> What to work on
Repeat precisely the span of lines below that opens with the line containing "filename src/broker/mod.rs" and closes with the line containing "use async_trait::async_trait;", both included.

> Source material
++++
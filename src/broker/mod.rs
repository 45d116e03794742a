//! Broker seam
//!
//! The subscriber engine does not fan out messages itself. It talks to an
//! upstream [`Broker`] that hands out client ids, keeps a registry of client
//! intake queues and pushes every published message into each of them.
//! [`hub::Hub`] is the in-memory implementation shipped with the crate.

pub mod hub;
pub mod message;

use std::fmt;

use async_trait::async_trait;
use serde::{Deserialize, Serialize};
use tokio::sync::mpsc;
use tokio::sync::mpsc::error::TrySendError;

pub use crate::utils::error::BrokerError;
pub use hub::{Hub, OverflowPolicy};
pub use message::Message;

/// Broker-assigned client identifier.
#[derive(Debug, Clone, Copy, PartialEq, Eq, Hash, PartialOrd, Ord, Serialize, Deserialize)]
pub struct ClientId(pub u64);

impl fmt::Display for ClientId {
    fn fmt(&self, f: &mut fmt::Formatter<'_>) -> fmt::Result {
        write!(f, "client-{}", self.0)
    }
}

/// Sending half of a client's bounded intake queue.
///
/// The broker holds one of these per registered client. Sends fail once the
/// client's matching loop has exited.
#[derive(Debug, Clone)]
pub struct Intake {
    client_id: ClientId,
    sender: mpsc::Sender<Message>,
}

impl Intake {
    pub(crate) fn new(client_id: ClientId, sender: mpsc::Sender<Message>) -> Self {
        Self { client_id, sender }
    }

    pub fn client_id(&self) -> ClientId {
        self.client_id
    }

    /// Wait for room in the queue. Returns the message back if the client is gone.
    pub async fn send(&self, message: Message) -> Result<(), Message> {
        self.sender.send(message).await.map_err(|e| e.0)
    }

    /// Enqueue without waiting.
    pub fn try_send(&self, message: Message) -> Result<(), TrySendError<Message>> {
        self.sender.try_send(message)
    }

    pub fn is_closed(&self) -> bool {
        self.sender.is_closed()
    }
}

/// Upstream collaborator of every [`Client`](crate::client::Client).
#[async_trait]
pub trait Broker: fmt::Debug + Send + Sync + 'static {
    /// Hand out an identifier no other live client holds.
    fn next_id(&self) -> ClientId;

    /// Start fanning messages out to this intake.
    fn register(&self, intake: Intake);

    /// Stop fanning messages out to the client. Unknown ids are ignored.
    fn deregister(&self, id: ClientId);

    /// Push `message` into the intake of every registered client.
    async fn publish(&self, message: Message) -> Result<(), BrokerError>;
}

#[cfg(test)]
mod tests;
++++
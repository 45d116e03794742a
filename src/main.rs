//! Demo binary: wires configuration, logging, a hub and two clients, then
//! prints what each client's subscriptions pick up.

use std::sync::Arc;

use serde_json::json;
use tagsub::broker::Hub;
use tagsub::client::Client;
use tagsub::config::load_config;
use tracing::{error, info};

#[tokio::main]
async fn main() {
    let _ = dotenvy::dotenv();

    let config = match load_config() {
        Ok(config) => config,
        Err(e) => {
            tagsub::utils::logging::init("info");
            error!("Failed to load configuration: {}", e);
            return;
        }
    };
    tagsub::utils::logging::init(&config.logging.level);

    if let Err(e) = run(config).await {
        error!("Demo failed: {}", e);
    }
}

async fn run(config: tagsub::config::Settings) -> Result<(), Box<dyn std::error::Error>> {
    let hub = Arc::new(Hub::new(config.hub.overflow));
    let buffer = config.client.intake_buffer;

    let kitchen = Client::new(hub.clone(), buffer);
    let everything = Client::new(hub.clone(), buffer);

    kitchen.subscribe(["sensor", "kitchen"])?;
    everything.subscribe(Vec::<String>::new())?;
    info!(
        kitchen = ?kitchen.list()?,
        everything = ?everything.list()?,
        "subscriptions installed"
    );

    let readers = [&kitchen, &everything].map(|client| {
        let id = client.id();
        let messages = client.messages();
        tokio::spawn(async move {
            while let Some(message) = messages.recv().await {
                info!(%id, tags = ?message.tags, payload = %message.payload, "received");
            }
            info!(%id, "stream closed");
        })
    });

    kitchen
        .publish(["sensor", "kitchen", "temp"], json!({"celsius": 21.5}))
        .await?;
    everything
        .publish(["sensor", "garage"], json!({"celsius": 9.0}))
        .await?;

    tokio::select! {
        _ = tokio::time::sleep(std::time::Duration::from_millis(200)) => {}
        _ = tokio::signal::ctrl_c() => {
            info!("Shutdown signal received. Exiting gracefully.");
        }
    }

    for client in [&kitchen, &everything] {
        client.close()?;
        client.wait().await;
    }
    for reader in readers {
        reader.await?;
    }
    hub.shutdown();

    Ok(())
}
++++
> Output of the task
filename src/broker/mod.rs
repository 45d116e03794742a
//! Broker seam
//!
//! The subscriber engine does not fan out messages itself. It talks to an
//! upstream [`Broker`] that hands out client ids, keeps a registry of client
//! intake queues and pushes every published message into each of them.
//! [`hub::Hub`] is the in-memory implementation shipped with the crate.

pub mod hub;
pub mod message;

use std::fmt;

use async_trait::async_trait;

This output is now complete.